I think synchrony’s access to capital will come under pressure and therefore impact growth. Plus with all the headwinds in retail they will need deep pockets sooner of later. I could see Citi making a play here. Retail cards are in their wheelhouse and it doesn’t seem to be a business that chase or B of A find of interest. One might say Cap One but I also think they will might be on the block in about 5 years.
I also think Barclays will ditch the US operation.
I think Discover would fit nicely within Wells Fargo with little reduction in force. However, if they can’t get their act together in time I could see a Goldman Sachs swooping in to grab discover first. Which actually might be great for Goldman and it’s whole approach to cards, apple card etc
As a sharehold of DFS and SYF stock and someone who also banks with Discover I really hope your fantasy never comes to pass.
@SEBanker wrote:I think Discover would fit nicely within Wells Fargo with little reduction in force. However, if they can’t get their act together in time I could see a Goldman Sachs swooping in to grab discover first. Which actually might be great for Goldman and it’s whole approach to cards, apple card etc
Wells Fargo would have to get a lot of shares from Vanguard and Blackrock to outright buy Discover Financial Services and not to mention Morgan Stanley who owned Discover and decided to spin it off as it's own seperate company which I'm sure Morgan Stanley still owns quite a large amount of shares in. If Anything Morgan Stanley buying Discover back would make more sense then Wells Fargo.
This thread has caught my eye. As other posters have stated, there may be some interesting potential partners for Discover and Synchrony. My concern is I am doubtful the consumer would be better for such combinations.
One thing is for sure, Wall Street is about money and as long as the consumer spends everyone doesn't really care!
Discover? No way.....
@pinkandgrey wrote:Discover? No way.....
Same response I had but, when we look at what Discover has been doing over the last many months (essentially gutting their card products benefits along with Discover Deals), one may wonder if they are establishing a lean mean profitable machine that would fetch a good price to investors on the open market?! Great for some of those who like to buy and gut the assets once acquired.
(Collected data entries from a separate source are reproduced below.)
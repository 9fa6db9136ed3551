//! The object vector: OID allocation and version-chain head words.
//!
//! One vector per table. Each allocated OID owns a single `AtomicU64` head
//! word holding the newest version of its chain (`Addr`-tagged) or `Null`.
//! Heads move only by CAS, with one exception: the self-overwrite collapse,
//! where the owning transaction already holds the in-flight head and may
//! plain-store the replacement. Every failed CAS returns control to the
//! caller, which re-reads the head and re-runs its visibility/conflict
//! logic.
//!
//! OIDs come from a global monotonic counter in per-thread extent windows;
//! the backing store grows ahead of the counter with at least 10% headroom,
//! publishing fresh chunks under a single grow lock while readers keep
//! using the chunks already published.

use std::cell::RefCell;
use std::collections::HashMap;
use std::sync::atomic::{AtomicU64, Ordering};
use std::sync::Arc;

use ember_error::{EmberError, Result};
use ember_types::{AtomicFatPtr, FatPtr, Lsn, Oid, PtrTag, TxnState, VersionIdx, Xid};
use parking_lot::{Mutex, RwLock};
use tracing::trace;

use crate::arena::VersionArena;
use crate::context::XidTable;
use crate::tuple::Version;

/// Head words per chunk.
const HEAD_CHUNK_SIZE: u64 = 1 << 16;

/// Traversal restarts tolerated before a read is declared unstable.
const MAX_TRAVERSAL_RESTARTS: u32 = 64;

static NEXT_VECTOR_UID: AtomicU64 = AtomicU64::new(1);

thread_local! {
    /// Per-thread OID windows, keyed by object-vector uid.
    static OID_WINDOWS: RefCell<HashMap<u64, OidWindow>> = RefCell::new(HashMap::new());
}

#[derive(Debug, Default, Clone, Copy)]
struct OidWindow {
    next: u64,
    remaining: u32,
}

#[derive(Debug)]
struct HeadChunk {
    words: Box<[AtomicFatPtr]>,
}

impl HeadChunk {
    fn new() -> Self {
        let words = (0..HEAD_CHUNK_SIZE).map(|_| AtomicFatPtr::null()).collect();
        Self { words }
    }
}

/// Grow-only map from OID to version-chain head.
#[derive(Debug)]
pub struct ObjectVector {
    uid: u64,
    chunks: RwLock<Vec<Arc<HeadChunk>>>,
    capacity: AtomicU64,
    grow: Mutex<()>,
    next_oid: AtomicU64,
    extent: u32,
}

impl ObjectVector {
    /// A vector handing out OIDs in windows of `extent`.
    #[must_use]
    pub fn new(extent: u32) -> Self {
        let vector = Self {
            uid: NEXT_VECTOR_UID.fetch_add(1, Ordering::Relaxed),
            chunks: RwLock::new(Vec::new()),
            capacity: AtomicU64::new(0),
            grow: Mutex::new(()),
            next_oid: AtomicU64::new(0),
            extent: extent.max(1),
        };
        vector.ensure_capacity(u64::from(vector.extent));
        vector
    }

    /// OIDs handed out so far (upper bound; windows may be partially used).
    #[must_use]
    pub fn allocated_hint(&self) -> u64 {
        self.next_oid.load(Ordering::Acquire)
    }

    // -------------------------------------------------------------------
    // OID allocation
    // -------------------------------------------------------------------

    /// Allocate the next OID from this thread's window, fetching a fresh
    /// extent from the global counter when the window is empty. OIDs are
    /// dense globally but not per thread, and are never reused.
    pub fn alloc_oid(&self) -> Oid {
        OID_WINDOWS.with(|windows| {
            let mut windows = windows.borrow_mut();
            let window = windows.entry(self.uid).or_default();
            if window.remaining == 0 {
                let start = self
                    .next_oid
                    .fetch_add(u64::from(self.extent), Ordering::AcqRel);
                assert!(
                    start + u64::from(self.extent) <= u64::from(u32::MAX) + 1,
                    "OID space exhausted"
                );
                self.ensure_capacity(start + u64::from(self.extent));
                window.next = start;
                window.remaining = self.extent;
            }
            let oid = window.next;
            window.next += 1;
            window.remaining -= 1;
            Oid::new(oid as u32)
        })
    }

    /// Extend the backing store to cover `upto` words plus ≥10% headroom.
    fn ensure_capacity(&self, upto: u64) {
        if self.capacity.load(Ordering::Acquire) >= upto {
            return;
        }
        let _grow = self.grow.lock();
        let current = self.capacity.load(Ordering::Acquire);
        if current >= upto {
            return;
        }
        let target = upto + upto / 10;
        let chunks_needed = target.div_ceil(HEAD_CHUNK_SIZE) as usize;
        let mut chunks = self.chunks.write();
        while chunks.len() < chunks_needed {
            chunks.push(Arc::new(HeadChunk::new()));
        }
        let new_capacity = chunks.len() as u64 * HEAD_CHUNK_SIZE;
        drop(chunks);
        self.capacity.store(new_capacity, Ordering::Release);
        trace!(
            target: "ember_mvcc::store",
            uid = self.uid,
            capacity = new_capacity,
            "object vector grown"
        );
    }

    // -------------------------------------------------------------------
    // Head-word access
    // -------------------------------------------------------------------

    fn chunk_for(&self, oid: Oid) -> Arc<HeadChunk> {
        let chunk_idx = (u64::from(oid.get()) / HEAD_CHUNK_SIZE) as usize;
        let chunks = self.chunks.read();
        Arc::clone(&chunks[chunk_idx])
    }

    fn with_head<R>(&self, oid: Oid, f: impl FnOnce(&AtomicFatPtr) -> R) -> R {
        let chunk = self.chunk_for(oid);
        let offset = (u64::from(oid.get()) % HEAD_CHUNK_SIZE) as usize;
        f(&chunk.words[offset])
    }

    /// Current head word of `oid`'s chain.
    #[must_use]
    pub fn load_head(&self, oid: Oid) -> FatPtr {
        self.with_head(oid, |head| head.load(Ordering::Acquire))
    }

    /// CAS the head word. On failure returns the observed word.
    pub fn cas_head(&self, oid: Oid, current: FatPtr, new: FatPtr) -> std::result::Result<(), FatPtr> {
        self.with_head(oid, |head| {
            head.compare_exchange(current, new, Ordering::AcqRel, Ordering::Acquire)
                .map(|_| ())
        })
    }

    // -------------------------------------------------------------------
    // Chain installation
    // -------------------------------------------------------------------

    /// Install the first version of a fresh OID: CAS `Null -> Addr(new)`.
    /// Failure means another transaction inserted first.
    pub fn install_insert(&self, oid: Oid, new: VersionIdx) -> bool {
        self.cas_head(oid, FatPtr::NULL, FatPtr::from_addr(new, ember_types::INVALID_SIZE_CODE))
            .is_ok()
    }

    /// Normal update install: link `new.next = old_head`, then CAS the
    /// head. Failure returns control to the caller for a fresh conflict
    /// check.
    pub fn install_update(
        &self,
        arena: &VersionArena,
        oid: Oid,
        old_head: FatPtr,
        new: VersionIdx,
    ) -> bool {
        let new_version = arena.get(new).expect("installing an unallocated version");
        new_version.set_next(old_head);
        self.cas_head(
            oid,
            old_head,
            FatPtr::from_addr(new, ember_types::INVALID_SIZE_CODE),
        )
        .is_ok()
    }

    /// Self-overwrite collapse: the caller owns the current in-flight head
    /// `old`, so the superseded version is skipped (`new.next = old.next`)
    /// and the head is plain-stored.
    pub fn collapse_self(&self, arena: &VersionArena, oid: Oid, old: VersionIdx, new: VersionIdx) {
        let old_version = arena.get(old).expect("collapsing an unallocated version");
        let new_version = arena.get(new).expect("installing an unallocated version");
        new_version.set_next(old_version.next());
        self.with_head(oid, |head| {
            debug_assert_eq!(head.load(Ordering::Acquire).as_addr(), Some(old));
            head.store(
                FatPtr::from_addr(new, ember_types::INVALID_SIZE_CODE),
                Ordering::Release,
            );
        });
    }

    /// Unlink the head version (abort path / insert-loser cleanup). The
    /// head is guaranteed to be the only in-flight version of the chain,
    /// so the CAS cannot legitimately fail.
    ///
    /// # Errors
    ///
    /// [`EmberError::InvariantViolation`] if the head is not `expected`.
    pub fn unlink_head(&self, arena: &VersionArena, oid: Oid, expected: VersionIdx) -> Result<()> {
        let head = self.load_head(oid);
        if head.as_addr() != Some(expected) {
            return Err(EmberError::InvariantViolation {
                detail: format!("unlink of {oid}: head {head:?} is not the expected {expected}"),
            });
        }
        let version = arena.get(expected).ok_or_else(|| EmberError::InvariantViolation {
            detail: format!("unlink of {oid}: head {expected} is unresolvable"),
        })?;
        self.cas_head(oid, head, version.next())
            .map_err(|seen| EmberError::InvariantViolation {
                detail: format!("unlink of {oid}: head moved to {seen:?} under the owner"),
            })
    }

    // -------------------------------------------------------------------
    // Traversal
    // -------------------------------------------------------------------

    /// Walk `oid`'s chain newest-to-oldest and return the version visible
    /// to a transaction that began at `begin`, applying the read-committed
    /// spin policy to in-flight versions when enabled.
    ///
    /// # Errors
    ///
    /// An abort-worthy [`EmberError::TransactionAborted`] with reason
    /// `UnstableRead` when the traversal keeps observing torn state past
    /// its restart budget.
    pub fn fetch_version(
        &self,
        arena: &VersionArena,
        contexts: &XidTable,
        oid: Oid,
        reader: Xid,
        begin: Lsn,
        read_committed_spin: bool,
        spin_limit: u32,
    ) -> Result<Option<(VersionIdx, Arc<Version>)>> {
        'restart: for _ in 0..MAX_TRAVERSAL_RESTARTS {
            let mut cur = self.load_head(oid);
            loop {
                let idx = match cur.tag() {
                    PtrTag::Null => return Ok(None),
                    PtrTag::Addr => cur.as_addr().expect("Addr word carries an index"),
                    _ => {
                        return Err(EmberError::InvariantViolation {
                            detail: format!("chain word of {oid} has tag {cur:?}"),
                        })
                    }
                };
                let Some(version) = arena.get(idx) else {
                    // The word went stale under us; start over from the head.
                    continue 'restart;
                };
                if self.judge_visibility(
                    contexts,
                    &version,
                    reader,
                    begin,
                    read_committed_spin,
                    spin_limit,
                )? {
                    return Ok(Some((idx, version)));
                }
                cur = version.next();
            }
        }
        Err(EmberError::aborted(ember_types::AbortReason::UnstableRead))
    }

    /// Visibility verdict for one version.
    fn judge_visibility(
        &self,
        contexts: &XidTable,
        version: &Version,
        reader: Xid,
        begin: Lsn,
        read_committed_spin: bool,
        spin_limit: u32,
    ) -> Result<bool> {
        let mut rounds: u32 = 0;
        loop {
            let clsn = version.clsn();
            match clsn.tag() {
                PtrTag::Log => {
                    let lsn = clsn.as_lsn().expect("Log word carries an LSN");
                    return Ok(lsn <= begin);
                }
                PtrTag::Xid => {
                    let owner = clsn.as_xid().expect("Xid word carries an XID");
                    if owner == reader {
                        // Read-own-writes.
                        return Ok(true);
                    }
                    let Some(snap) = contexts.snapshot(owner) else {
                        // Slot recycled: the creator finished. A committed
                        // creator retagged before releasing its slot, so
                        // re-reading settles this; an aborted one is mid-
                        // unlink and the version is simply not visible.
                        rounds += 1;
                        if rounds > spin_limit {
                            return Ok(false);
                        }
                        std::hint::spin_loop();
                        continue;
                    };
                    match snap.state {
                        TxnState::Committed => {
                            return Ok(snap.end.is_valid() && snap.end <= begin);
                        }
                        TxnState::Committing if read_committed_spin => {
                            rounds += 1;
                            if rounds > spin_limit {
                                return Ok(false);
                            }
                            std::hint::spin_loop();
                            continue;
                        }
                        _ => return Ok(false),
                    }
                }
                _ => {
                    return Err(EmberError::InvariantViolation {
                        detail: format!("creator stamp has tag {clsn:?}"),
                    })
                }
            }
        }
    }

    /// Find the overwriter of the committed version stamped `rlsn`.
    ///
    /// Walks from the chain head keeping the previously visited element;
    /// XID-tagged entries are skipped for matching purposes. The first
    /// LOG entry with `clsn == rlsn` identifies the read version, and the
    /// previously visited element (whatever its tag) is its overwriter.
    /// `None` when the read version is still the head, or the chain moved.
    #[must_use]
    pub fn fetch_overwriter(
        &self,
        arena: &VersionArena,
        oid: Oid,
        rlsn: Lsn,
    ) -> Option<(VersionIdx, Arc<Version>)> {
        let mut prev: Option<(VersionIdx, Arc<Version>)> = None;
        let mut cur = self.load_head(oid);
        while let Some(idx) = cur.as_addr() {
            let version = arena.get(idx)?;
            if let Some(lsn) = version.clsn().as_lsn() {
                if lsn == rlsn {
                    return prev;
                }
                if lsn < rlsn {
                    // Chains are strictly decreasing in LSN; we passed it.
                    return None;
                }
            }
            cur = version.next();
            prev = Some((idx, version));
        }
        None
    }
}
In my mind that scenario is not for Discover but ...?
I would say them cutting back benefits and and especially discover deals is due to how much it was costing them. If you used discover deals for all or most of your online shopping in your first year of having the Discover It card and plus used it as your general spend card and were maxing out or close to maxing out the rotating categories getting over a $1,000 cashback match if not thousands in cashback match was possible to do. Not to mention certain merchants might have not liked discover deals for example Walmart has it's own retail credit card that gives 3% cashback on walmart.com however if you were using discover deals you were getting 5% cashback shopping on walmart.com and if it's your first year with the discover it card it was 10% cashback on walmart.com. So that begs the question to the intelligent shopper who would order off walmart.com "why get the 3% walmart credit card when I can get the 5% or 10% Discover It card?". Overall it was probably just costing Discover to much so that's why they got rid of it.